In previous research, we studied the effect of having migrant status (non-German nationality) on developmental disorders . We showed that more children with a non-German nationality demonstrated delays in motor, cognition and psychosocial development than other children. The elevated risk for preschool children with a non-German nationality in the current study in ten of twelve subareas of development was not unexpected. However, this indicated that among migrant children there can be specific stressors and developmental impediments that warrant further exploration and possibly tailored interventions. No doubt, one important reason for this observation can be a language barrier, which may be an important risk factor for some developmental delays, but may also make the assessment process biased.
In the past, primarily psychologists analysed the subject of the influence of siblings on child development [40, 41]. Until a few years ago, no significant interest was paid from the public health point of view to the influence that the presence or absence of siblings has on child development in this age group. Thus, only a small number of reports in public health area can be identified which explored this issue [14, 32], but the specific effect on the prevalence of developmental delays in the target group of school beginners has not been examined in a quantitative way as done in this study. Having siblings was not associated with most areas of development apart from pronunciation difficulties. This finding persisted despite a simultaneous adjustment for migration background. This contrasts with a study by Minnett et al. who found positive influence of siblings on development of children . Our findings were possibly affected by the fact that we could not adjust for socio-economic status.
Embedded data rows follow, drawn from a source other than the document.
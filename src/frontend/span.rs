use std::fmt;

/// Tracks position in source code for error messages.
#[derive(Debug, PartialEq, Eq, PartialOrd, Ord, Clone, Copy, Default)]
pub struct CodePosition {
    pub line_no: usize,
    pub column_no: usize,
}

impl CodePosition {
    pub fn new(line_no: usize, column_no: usize) -> Self {
        CodePosition { line_no, column_no }
    }

    /// Position of the first character of a source.
    pub fn start() -> Self {
        CodePosition::new(1, 1)
    }
}

impl fmt::Display for CodePosition {
    fn fmt(&self, f: &mut fmt::Formatter) -> fmt::Result {
        write!(f, "{}:{}", self.line_no, self.column_no)
    }
}
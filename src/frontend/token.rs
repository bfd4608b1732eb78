use super::span::CodePosition;
use std::fmt;

#[derive(Debug, PartialEq, Eq, Hash, Clone, Copy)]
pub enum TokenKind {
    Illegal,
    Eof,

    // Identifiers and literals.
    Ident,
    Int,
    String,

    // Operators.
    Assign,
    Plus,
    Minus,
    Bang,
    Asterisk,
    Slash,
    Percent,
    Lt,
    Gt,
    Eq,
    NotEq,
    LtEq,
    GtEq,

    // Delimiters.
    Comma,
    Semicolon,
    Colon,
    LParen,
    RParen,
    LBrace,
    RBrace,
    LBracket,
    RBracket,

    // Keywords.
    Function,
    Var,
    Const,
    If,
    Else,
    Return,
    True,
    False,
    Import,

    // Type keywords.
    TypeInt,
    TypeFloat,
    TypeBool,
    TypeString,
    TypeChar,
}

impl TokenKind {
    /// Maps an identifier-shaped word to its keyword kind, if any.
    pub fn lookup_ident(word: &str) -> TokenKind {
        match word {
            "function" => TokenKind::Function,
            "var" => TokenKind::Var,
            "const" => TokenKind::Const,
            "if" => TokenKind::If,
            "else" => TokenKind::Else,
            "return" => TokenKind::Return,
            "true" => TokenKind::True,
            "false" => TokenKind::False,
            "import" => TokenKind::Import,
            "int" => TokenKind::TypeInt,
            "float" => TokenKind::TypeFloat,
            "bool" => TokenKind::TypeBool,
            "string" => TokenKind::TypeString,
            "char" => TokenKind::TypeChar,
            _ => TokenKind::Ident,
        }
    }

    /// Name of the category as it appears in diagnostics.
    pub fn name(&self) -> &'static str {
        match self {
            TokenKind::Illegal => "ILLEGAL",
            TokenKind::Eof => "EOF",
            TokenKind::Ident => "IDENT",
            TokenKind::Int => "INT",
            TokenKind::String => "STRING",
            TokenKind::Assign => "=",
            TokenKind::Plus => "+",
            TokenKind::Minus => "-",
            TokenKind::Bang => "!",
            TokenKind::Asterisk => "*",
            TokenKind::Slash => "/",
            TokenKind::Percent => "%",
            TokenKind::Lt => "<",
            TokenKind::Gt => ">",
            TokenKind::Eq => "==",
            TokenKind::NotEq => "!=",
            TokenKind::LtEq => "<=",
            TokenKind::GtEq => ">=",
            TokenKind::Comma => ",",
            TokenKind::Semicolon => ";",
            TokenKind::Colon => ":",
            TokenKind::LParen => "(",
            TokenKind::RParen => ")",
            TokenKind::LBrace => "{",
            TokenKind::RBrace => "}",
            TokenKind::LBracket => "[",
            TokenKind::RBracket => "]",
            TokenKind::Function => "FUNCTION",
            TokenKind::Var => "VAR",
            TokenKind::Const => "CONST",
            TokenKind::If => "IF",
            TokenKind::Else => "ELSE",
            TokenKind::Return => "RETURN",
            TokenKind::True => "TRUE",
            TokenKind::False => "FALSE",
            TokenKind::Import => "IMPORT",
            TokenKind::TypeInt => "INT_TYPE",
            TokenKind::TypeFloat => "FLOAT_TYPE",
            TokenKind::TypeBool => "BOOL_TYPE",
            TokenKind::TypeString => "STRING_TYPE",
            TokenKind::TypeChar => "CHAR_TYPE",
        }
    }
}

impl fmt::Display for TokenKind {
    fn fmt(&self, f: &mut fmt::Formatter) -> fmt::Result {
        f.write_str(self.name())
    }
}

#[derive(Debug, PartialEq, Eq, Clone)]
pub struct Token {
    pub kind: TokenKind,
    pub literal: String,
    pub position: CodePosition,
}

impl Token {
    pub fn new(kind: TokenKind, literal: impl Into<String>, position: CodePosition) -> Self {
        Token {
            kind,
            literal: literal.into(),
            position,
        }
    }

    /// Token that stands in for a node with no source token of its own.
    #[cfg(test)]
    pub fn synthetic(kind: TokenKind, literal: &str) -> Self {
        Token::new(kind, literal, CodePosition::default())
    }

    pub fn is(&self, kind: TokenKind) -> bool {
        self.kind == kind
    }
}
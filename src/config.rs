use std::path::PathBuf;

/// Directory searched for imports that are not found relative to the
/// working directory.
pub const DEFAULT_MODULE_DIR: &str = "examples";

#[derive(Debug, Clone, PartialEq, Eq)]
pub struct Config {
    pub module_dir: PathBuf,
}

impl Config {
    pub fn with_module_dir(module_dir: impl Into<PathBuf>) -> Self {
        Config {
            module_dir: module_dir.into(),
        }
    }
}

impl Default for Config {
    fn default() -> Self {
        Config::with_module_dir(DEFAULT_MODULE_DIR)
    }
}
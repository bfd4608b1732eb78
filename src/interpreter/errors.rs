use super::object::Object;
use crate::frontend::operator::{InfixOperator, PrefixOperator};
use crate::frontend::ParserError;

use std::io;
use std::path::PathBuf;
use thiserror::Error;

/// Everything that stops normal evaluation. `Return` is not a failure: it
/// carries a `return` value up to the nearest function or program boundary.
#[derive(Debug, Error)]
pub enum InterpreterError {
    #[error("return outside of a function: {0}")]
    Return(Object),
    #[error("identifier not found: {0}")]
    IdentifierNotFound(String),
    #[error("unknown operator: {op}{operand}")]
    UnknownPrefixOperator {
        op: PrefixOperator,
        operand: &'static str,
    },
    #[error("unknown operator: {lhs} {op} {rhs}")]
    UnknownInfixOperator {
        op: InfixOperator,
        lhs: &'static str,
        rhs: &'static str,
    },
    #[error("type mismatch: {lhs} {op} {rhs}")]
    TypeMismatch {
        op: InfixOperator,
        lhs: &'static str,
        rhs: &'static str,
    },
    #[error("division by zero")]
    DivisionByZero,
    #[error("modulo by zero")]
    ModuloByZero,
    #[error("not a function: {0}")]
    NotCallable(&'static str),
    #[error("type mismatch: expected {expected}, got {got}")]
    DeclaredTypeMismatch { expected: String, got: &'static str },
    #[error("type mismatch for argument {index}: expected {expected}, got {got}")]
    ArgumentTypeMismatch {
        index: usize,
        expected: String,
        got: &'static str,
    },
    #[error("return type mismatch: expected {expected}, got {got}")]
    ReturnTypeMismatch { expected: String, got: &'static str },
    #[error("assignment to constant variable: {0}")]
    ConstantAssignment(String),
    #[error("wrong number of arguments. got={got}, want={want}")]
    WrongArgumentCount { got: usize, want: usize },
    #[error("argument to `{builtin}` not supported, got {got}")]
    UnsupportedArgument {
        builtin: &'static str,
        got: &'static str,
    },
    #[error(
        "could not import file: {reason}. Tried: {}, {}, and {}",
        .tried[0].display(),
        .tried[1].display(),
        .tried[2].display()
    )]
    ImportNotFound { reason: io::Error, tried: [PathBuf; 3] },
    #[error("parser errors in imported file {path}:{}", format_parser_errors(.errors))]
    ImportParse {
        path: String,
        errors: Vec<ParserError>,
    },
    #[error("could not resolve absolute path: {0}")]
    ImportPath(#[source] io::Error),
    #[error("could not write output: {0}")]
    Io(#[from] io::Error),
}

pub type RuntimeResult<T> = Result<T, InterpreterError>;

fn format_parser_errors(errors: &[ParserError]) -> String {
    errors.iter().map(|e| format!("\n\t{}", e)).collect()
}
pub mod cursor;
pub mod errors;
pub mod grammar;
pub mod lexer;
pub mod operator;
pub mod parser;
pub mod span;
pub mod token;

pub use errors::ParserError;
pub use lexer::Lexer;
pub use parser::Parser;
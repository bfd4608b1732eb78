use std::cell::RefCell;
use std::collections::HashMap;
use std::fmt;
use std::rc::Rc;

use super::object::Object;

/// Shared handle to one scope. Cloning the handle does not copy the scope,
/// so closures and the frames that created them see the same bindings.
#[derive(Clone)]
pub struct Environment {
    env_ptr: Rc<RefCell<EnvironmentData>>,
}

#[derive(Clone)]
struct Binding {
    value: Object,
    constant: bool,
}

struct EnvironmentData {
    values: HashMap<String, Binding>,
    enclosing: Option<Environment>,
}

impl Environment {
    pub fn new() -> Self {
        let env_data = EnvironmentData {
            values: HashMap::new(),
            enclosing: None,
        };
        Environment {
            env_ptr: Rc::new(RefCell::new(env_data)),
        }
    }

    pub fn with_enclosing(env: &Environment) -> Self {
        let env_data = EnvironmentData {
            values: HashMap::new(),
            enclosing: Some(env.clone()),
        };
        Environment {
            env_ptr: Rc::new(RefCell::new(env_data)),
        }
    }

    /// Looks `name` up in this scope, then in each enclosing one.
    pub fn get(&self, name: &str) -> Option<Object> {
        let data = self.env_ptr.borrow();
        match data.values.get(name) {
            Some(binding) => Some(binding.value.clone()),
            None => data.enclosing.as_ref()?.get(name),
        }
    }

    /// Binds a mutable variable in this scope, replacing any binding of the
    /// same name (constant or not).
    pub fn set(&self, name: &str, value: Object) {
        self.bind(name, value, false);
    }

    pub fn set_const(&self, name: &str, value: Object) {
        self.bind(name, value, true);
    }

    fn bind(&self, name: &str, value: Object, constant: bool) {
        self.env_ptr
            .borrow_mut()
            .values
            .insert(name.to_owned(), Binding { value, constant });
    }

    /// Updates the nearest binding of `name`. Returns false if that binding is
    /// constant. A name bound nowhere becomes a new variable in this scope.
    pub fn reassign(&self, name: &str, value: Object) -> bool {
        match self.find_scope(name) {
            Some(scope) => {
                let mut data = scope.env_ptr.borrow_mut();
                match data.values.get_mut(name) {
                    Some(binding) if binding.constant => false,
                    Some(binding) => {
                        binding.value = value;
                        true
                    }
                    None => false,
                }
            }
            None => {
                self.set(name, value);
                true
            }
        }
    }

    fn find_scope(&self, name: &str) -> Option<Environment> {
        let data = self.env_ptr.borrow();
        if data.values.contains_key(name) {
            return Some(self.clone());
        }
        data.enclosing.as_ref()?.find_scope(name)
    }

    /// Copies every binding of this scope, constness included, into `target`.
    pub fn export_to(&self, target: &Environment) {
        let bindings: Vec<_> = self
            .env_ptr
            .borrow()
            .values
            .iter()
            .map(|(name, binding)| (name.clone(), binding.clone()))
            .collect();

        let mut target = target.env_ptr.borrow_mut();
        for (name, binding) in bindings {
            target.values.insert(name, binding);
        }
    }

    pub fn is_const(&self, name: &str) -> bool {
        self.env_ptr
            .borrow()
            .values
            .get(name)
            .map_or(false, |binding| binding.constant)
    }

    /// Names bound directly in this scope, sorted.
    pub fn names(&self) -> Vec<String> {
        let mut names: Vec<_> = self.env_ptr.borrow().values.keys().cloned().collect();
        names.sort();
        names
    }
}

impl Default for Environment {
    fn default() -> Self {
        Environment::new()
    }
}

impl fmt::Debug for Environment {
    fn fmt(&self, f: &mut fmt::Formatter) -> fmt::Result {
        write!(f, "<environment {:?}>", self.names())
    }
}

#[cfg(test)]
mod tests {
    use super::*;

    #[test]
    fn test_get_walks_outward() {
        let globals = Environment::new();
        globals.set("x", Object::Integer(1));
        let inner = Environment::with_enclosing(&globals);
        inner.set("y", Object::Integer(2));

        assert_eq!(inner.get("x"), Some(Object::Integer(1)));
        assert_eq!(inner.get("y"), Some(Object::Integer(2)));
        assert_eq!(globals.get("y"), None);
    }

    #[test]
    fn test_shadowing() {
        let globals = Environment::new();
        globals.set("x", Object::Integer(1));
        let inner = Environment::with_enclosing(&globals);
        inner.set("x", Object::Integer(2));

        assert_eq!(inner.get("x"), Some(Object::Integer(2)));
        assert_eq!(globals.get("x"), Some(Object::Integer(1)));
    }

    #[test]
    fn test_set_overwrites_constant() {
        let env = Environment::new();
        env.set_const("x", Object::Integer(1));
        assert!(env.is_const("x"));
        env.set("x", Object::Integer(2));
        assert!(!env.is_const("x"));
        assert!(env.reassign("x", Object::Integer(3)));
        assert_eq!(env.get("x"), Some(Object::Integer(3)));
    }

    #[test]
    fn test_reassign_updates_nearest_scope() {
        let globals = Environment::new();
        globals.set("count", Object::Integer(0));
        let inner = Environment::with_enclosing(&globals);

        assert!(inner.reassign("count", Object::Integer(5)));
        assert_eq!(globals.get("count"), Some(Object::Integer(5)));
        assert!(inner.names().is_empty());
    }

    #[test]
    fn test_reassign_constant_fails() {
        let globals = Environment::new();
        globals.set_const("limit", Object::Integer(10));
        let inner = Environment::with_enclosing(&globals);

        assert!(!inner.reassign("limit", Object::Integer(11)));
        assert_eq!(globals.get("limit"), Some(Object::Integer(10)));
    }

    #[test]
    fn test_reassign_unknown_binds_innermost() {
        let globals = Environment::new();
        let inner = Environment::with_enclosing(&globals);

        assert!(inner.reassign("fresh", Object::Boolean(true)));
        assert_eq!(inner.names(), vec!["fresh".to_owned()]);
        assert_eq!(globals.get("fresh"), None);
        assert!(!inner.is_const("fresh"));
    }

    #[test]
    fn test_export_preserves_constness() {
        let importer = Environment::new();
        let module = Environment::with_enclosing(&importer);
        module.set("helper", Object::Integer(1));
        module.set_const("PI", Object::Integer(3));

        module.export_to(&importer);

        assert_eq!(importer.names(), vec!["PI".to_owned(), "helper".to_owned()]);
        assert!(importer.is_const("PI"));
        assert!(!importer.reassign("PI", Object::Integer(4)));
        assert!(importer.reassign("helper", Object::Integer(2)));
    }

    #[test]
    fn test_handles_share_a_scope() {
        let env = Environment::new();
        let alias = env.clone();
        alias.set("shared", Object::Null);
        assert_eq!(env.get("shared"), Some(Object::Null));
    }
}
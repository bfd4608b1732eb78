pub mod environment;
pub mod errors;
pub mod function;
pub mod import;
pub mod interpreter;
pub mod native_function;
pub mod object;
pub mod types;

pub use environment::Environment;
pub use errors::{InterpreterError, RuntimeResult};
pub use interpreter::Interpreter;
pub use object::Object;
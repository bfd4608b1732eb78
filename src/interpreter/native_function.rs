use super::errors::{InterpreterError, RuntimeResult};
use super::object::Object;
use std::fmt;
use std::io::Write;
use std::rc::Rc;

type FnType = fn(Vec<Object>, &mut dyn Write) -> RuntimeResult<Object>;

pub struct NativeFnData {
    pub func: FnType,
    pub name: &'static str,
}

#[derive(Clone)]
pub struct NativeFn(Rc<NativeFnData>);

impl NativeFn {
    fn new(name: &'static str, func: FnType) -> Self {
        NativeFn(Rc::new(NativeFnData { func, name }))
    }

    pub fn name(&self) -> &'static str {
        self.0.name
    }

    /// Builtins check their own argument counts.
    pub fn execute(&self, args: Vec<Object>, output: &mut dyn Write) -> RuntimeResult<Object> {
        (self.0.func)(args, output)
    }
}

impl fmt::Debug for NativeFn {
    fn fmt(&self, f: &mut fmt::Formatter) -> fmt::Result {
        write!(f, "<native-func {}>", self.0.name)
    }
}

impl PartialEq<NativeFn> for NativeFn {
    // Function pointers make poor identities. Compare the Rcs instead.
    fn eq(&self, other: &Self) -> bool {
        Rc::ptr_eq(&self.0, &other.0)
    }
}

impl Eq for NativeFn {}

pub fn get_native_funcs() -> Vec<NativeFn> {
    vec![NativeFn::new("len", len), NativeFn::new("print", print)]
}

fn len(args: Vec<Object>, _output: &mut dyn Write) -> RuntimeResult<Object> {
    if args.len() != 1 {
        return Err(InterpreterError::WrongArgumentCount {
            got: args.len(),
            want: 1,
        });
    }

    match &args[0] {
        Object::Str(s) => Ok(Object::Integer(s.len() as i64)),
        other => Err(InterpreterError::UnsupportedArgument {
            builtin: "len",
            got: other.type_name(),
        }),
    }
}

fn print(args: Vec<Object>, output: &mut dyn Write) -> RuntimeResult<Object> {
    for arg in args.iter() {
        writeln!(output, "{}", arg)?;
    }

    Ok(Object::Null)
}

#[cfg(test)]
mod tests {
    use super::*;

    fn call(name: &str, args: Vec<Object>) -> (Result<Object, String>, String) {
        let func = get_native_funcs()
            .into_iter()
            .find(|f| f.name() == name)
            .expect("builtin exists");
        let mut output = Vec::new();
        let result = func.execute(args, &mut output).map_err(|e| e.to_string());
        (result, String::from_utf8(output).expect("utf8 output"))
    }

    #[test]
    fn test_len() {
        let (result, _) = call("len", vec![Object::Str("hello".to_owned())]);
        assert_eq!(result, Ok(Object::Integer(5)));

        // UTF-8 bytes, not characters.
        let (result, _) = call("len", vec![Object::Str("héllo".to_owned())]);
        assert_eq!(result, Ok(Object::Integer(6)));

        let (result, _) = call("len", vec![Object::Str(String::new())]);
        assert_eq!(result, Ok(Object::Integer(0)));
    }

    #[test]
    fn test_len_errors() {
        let (result, _) = call("len", vec![Object::Integer(1)]);
        assert_eq!(
            result,
            Err("argument to `len` not supported, got INTEGER".to_owned())
        );

        let (result, _) = call("len", vec![]);
        assert_eq!(
            result,
            Err("wrong number of arguments. got=0, want=1".to_owned())
        );

        let (result, _) = call(
            "len",
            vec![Object::Str("a".to_owned()), Object::Str("b".to_owned())],
        );
        assert_eq!(
            result,
            Err("wrong number of arguments. got=2, want=1".to_owned())
        );
    }

    #[test]
    fn test_print_writes_each_argument_on_a_line() {
        let (result, output) = call(
            "print",
            vec![
                Object::Str("hi".to_owned()),
                Object::Integer(3),
                Object::Null,
            ],
        );
        assert_eq!(result, Ok(Object::Null));
        assert_eq!(output, "hi\n3\nnull\n");

        let (_, output) = call("print", vec![]);
        assert_eq!(output, "");
    }

    #[test]
    fn test_identity() {
        let funcs = get_native_funcs();
        assert_eq!(funcs[0], funcs[0].clone());
        assert_ne!(funcs[0], funcs[1]);
        assert_eq!(format!("{:?}", funcs[1]), "<native-func print>");
    }
}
School entrance examinations were carried out during the period from November to April of calendar year. New school year in Bavaria begins always in the middle of following September. Thus, the preschoolers were assessed on average six months before entering primary school. During this period there is enough time for support measures if developmental delays were diagnosed in school entry examination. In this context, it should be noted that school entry examination is the only mandatory testing in the Federal Republic of Germany for children, but no standardised intervention measures are implemented for those who do not pass the examination or display deficits. For children with developmental deficits a specialized treatment can be recommended on individual basis, for example speech therapy, occupational therapy or supportive courses in sports.